Cloud-Top Entrainment in Mixed-Phase Stratocumulus and its Process-Level Representation in Large-Eddy Simulation

Abstract

Cloud-top entrainment is a crucial process for the evolution of Stratocumulus and is driven by interactions of radiation, microphysics, and turbulence on scales reaching down to less than one meter. Regardless of this fact, most large-eddy simulation studies still apply a horizontal resolution of tens of meters not resolving these interactions sufficiently. Here, based on an extensive observational campaign, we define aweak-shear benchmark scenario for large-eddy simulation over Arctic ice and for the first time perform large-eddy simulation of mixed-phase Stratocumulus with horizontal resolutions of 35m, 10m, and 3.5m.
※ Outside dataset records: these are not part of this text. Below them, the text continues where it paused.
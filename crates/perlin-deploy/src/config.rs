//! Deployment configuration
//!
//! Network, contract name, dependency token addresses, owner selection and
//! the mnemonic source are all injected here instead of living as globals in
//! the deploy script. Files are TOML.

use std::path::{Path, PathBuf};

use perlin_core::{AccountIndex, Address, Mnemonic, PathTemplate};
use serde::{Deserialize, Deserializer, Serialize};
use tracing::{info, warn};
use zeroize::Zeroizing;

use crate::error::{DeployError, Result};

/// Environment variable holding the development mnemonic by default
pub const DEFAULT_MNEMONIC_ENV: &str = "DEV_MNEMONIC";

/// Contract deployed by this tool
pub const DEFAULT_CONTRACT: &str = "PerlinRoboAdvisorV1";

/// Kovan addresses used by the first advisor deployment
///
/// The `*_ADDRESS` byte constants must stay in sync with the strings.
pub mod kovan {
    use perlin_core::Address;

    pub const NETWORK: &str = "kovan";
    pub const DAI: &str = "0x6B175474E89094C44Da98b954EedeAC495271d0F";
    pub const RDAI: &str = "0x261b45D85cCFeAbb11F022eBa346ee8D1cd488c0";
    pub const OWNER: &str = "0x02201cdA77BDaD815984460b38BC4BbDa5ebfA17";

    pub const DAI_ADDRESS: Address = Address::new([
        0x6b, 0x17, 0x54, 0x74, 0xe8, 0x90, 0x94, 0xc4, 0x4d, 0xa9, 0x8b, 0x95, 0x4e, 0xed, 0xea,
        0xc4, 0x95, 0x27, 0x1d, 0x0f,
    ]);
    pub const RDAI_ADDRESS: Address = Address::new([
        0x26, 0x1b, 0x45, 0xd8, 0x5c, 0xcf, 0xea, 0xbb, 0x11, 0xf0, 0x22, 0xeb, 0xa3, 0x46, 0xee,
        0x8d, 0x1c, 0xd4, 0x88, 0xc0,
    ]);
    pub const OWNER_ADDRESS: Address = Address::new([
        0x02, 0x20, 0x1c, 0xda, 0x77, 0xbd, 0xad, 0x81, 0x59, 0x84, 0x46, 0x0b, 0x38, 0xbc, 0x4b,
        0xbd, 0xa5, 0xeb, 0xfa, 0x17,
    ]);
}

/// Deployment configuration
#[derive(Debug, Clone, PartialEq, Serialize, Deserialize)]
pub struct DeployConfig {
    /// Target network name (informational; no node connection is made)
    pub network: String,

    /// Contract artifact name
    #[serde(default = "default_contract")]
    pub contract: String,

    /// Dependency token addresses passed to the constructor
    pub tokens: TokenAddresses,

    /// How the owner address is chosen
    pub owner: OwnerSource,

    /// Where to read the mnemonic from when the owner is derived
    #[serde(default, skip_serializing_if = "Option::is_none")]
    pub mnemonic: Option<MnemonicSource>,
}

/// Token contracts the advisor depends on
#[derive(Debug, Clone, PartialEq, Serialize, Deserialize)]
pub struct TokenAddresses {
    /// DAI token
    #[serde(deserialize_with = "checked_address")]
    pub dai: Address,

    /// rDAI (redeemable DAI) token
    #[serde(deserialize_with = "checked_address")]
    pub rdai: Address,
}

/// Owner address selection
#[derive(Debug, Clone, PartialEq, Serialize, Deserialize)]
#[serde(tag = "source", rename_all = "lowercase")]
pub enum OwnerSource {
    /// Fixed address
    Literal {
        #[serde(deserialize_with = "checked_address")]
        address: Address,
    },

    /// Account derived from the configured mnemonic
    Derived {
        #[serde(default)]
        index: i64,
        #[serde(default)]
        path_template: PathTemplate,
    },
}

/// Where the mnemonic phrase comes from
#[derive(Debug, Clone, PartialEq, Eq, Serialize, Deserialize)]
#[serde(rename_all = "lowercase")]
pub enum MnemonicSource {
    /// Environment variable name
    Env(String),

    /// Plain-text file containing the phrase
    File(PathBuf),
}

impl MnemonicSource {
    /// Read and validate the mnemonic
    pub fn load(&self) -> Result<Mnemonic> {
        let phrase = Zeroizing::new(match self {
            MnemonicSource::Env(var) => std::env::var(var).map_err(|_| {
                DeployError::MnemonicUnavailable(format!(
                    "environment variable {} is not set",
                    var
                ))
            })?,
            MnemonicSource::File(path) => std::fs::read_to_string(path).map_err(|e| {
                DeployError::MnemonicUnavailable(format!("{}: {}", path.display(), e))
            })?,
        });

        Ok(Mnemonic::parse(&phrase)?)
    }

    /// Human-readable description (never includes the phrase)
    pub fn describe(&self) -> String {
        match self {
            MnemonicSource::Env(var) => format!("env:{}", var),
            MnemonicSource::File(path) => format!("file:{}", path.display()),
        }
    }
}

impl Default for MnemonicSource {
    fn default() -> Self {
        MnemonicSource::Env(DEFAULT_MNEMONIC_ENV.to_string())
    }
}

impl DeployConfig {
    /// Kovan defaults with a literal owner
    pub fn kovan() -> Self {
        Self {
            network: kovan::NETWORK.to_string(),
            contract: DEFAULT_CONTRACT.to_string(),
            tokens: TokenAddresses {
                dai: kovan::DAI_ADDRESS,
                rdai: kovan::RDAI_ADDRESS,
            },
            owner: OwnerSource::Literal {
                address: kovan::OWNER_ADDRESS,
            },
            mnemonic: Some(MnemonicSource::default()),
        }
    }

    /// Parse from a TOML string and validate
    pub fn from_toml_str(content: &str) -> Result<Self> {
        let config: Self = toml::from_str(content)?;
        config.validate()?;
        Ok(config)
    }

    /// Load configuration from file
    pub fn load(path: &Path) -> Result<Self> {
        let content = std::fs::read_to_string(path)?;
        let config = Self::from_toml_str(&content)?;
        info!(
            path = %path.display(),
            network = %config.network,
            contract = %config.contract,
            "Loaded deployment config"
        );
        Ok(config)
    }

    /// Save configuration to file
    pub fn save(&self, path: &Path) -> Result<()> {
        let content = toml::to_string_pretty(self)?;
        std::fs::write(path, content)?;
        Ok(())
    }

    /// Check values that parse but cannot produce a sensible deployment
    pub fn validate(&self) -> Result<()> {
        if self.network.trim().is_empty() {
            return Err(DeployError::InvalidConfig("network is empty".to_string()));
        }
        if self.contract.trim().is_empty() {
            return Err(DeployError::InvalidConfig("contract is empty".to_string()));
        }
        if self.tokens.dai == self.tokens.rdai {
            return Err(DeployError::InvalidConfig(format!(
                "dai and rdai share address {}",
                self.tokens.dai
            )));
        }

        match &self.owner {
            OwnerSource::Literal { address } => {
                if address.as_bytes() == &[0u8; 20] {
                    return Err(DeployError::InvalidConfig(
                        "owner is the zero address".to_string(),
                    ));
                }
            }
            OwnerSource::Derived { index, .. } => {
                AccountIndex::new(*index)?;
            }
        }

        Ok(())
    }
}

impl Default for DeployConfig {
    fn default() -> Self {
        Self::kovan()
    }
}

fn default_contract() -> String {
    DEFAULT_CONTRACT.to_string()
}

/// Parse an address, warning when a mixed-case string fails EIP-55
///
/// Only the textual form can carry a bad checksum, so the check lives here
/// rather than in [`DeployConfig::validate`].
fn checked_address<'de, D>(deserializer: D) -> std::result::Result<Address, D::Error>
where
    D: Deserializer<'de>,
{
    let s = String::deserialize(deserializer)?;
    let address: Address = s.parse().map_err(serde::de::Error::custom)?;
    if !Address::is_checksum_valid(&s) {
        warn!(
            given = %s,
            expected = %address,
            "Address checksum mismatch, check for typos"
        );
    }
    Ok(address)
}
Thereby, we investigate the processes contributing to cloud-top entrainment and their role for the evolution of Stratocumulus with a particular focus on resolution sensitivity. First, we find that a horizontal grid spacing larger than 10m represents insufficiently the effects of small-scale microphysical cooling and turbulent engulfment on cloud-top entrainment. Indeed, the small size of energy-containing eddies—a consequence of the intense stratification in the vicinity of the cloud-top region—violates the underlying assumptions of sub-grid scale models by buoyant suppression of eddies at the large-eddy simulation filter scale. Second, the decrease in cloud-top entrainment due to these insufficient represented processes results in 15% less cloud water after six hours of simulation and a corresponding optical thinning of the cloud. Third, we showthat the applied non-equilibrium microphysics cause microphysical heating beneath the cloud-top, which partly counteracts the evaporative cooling.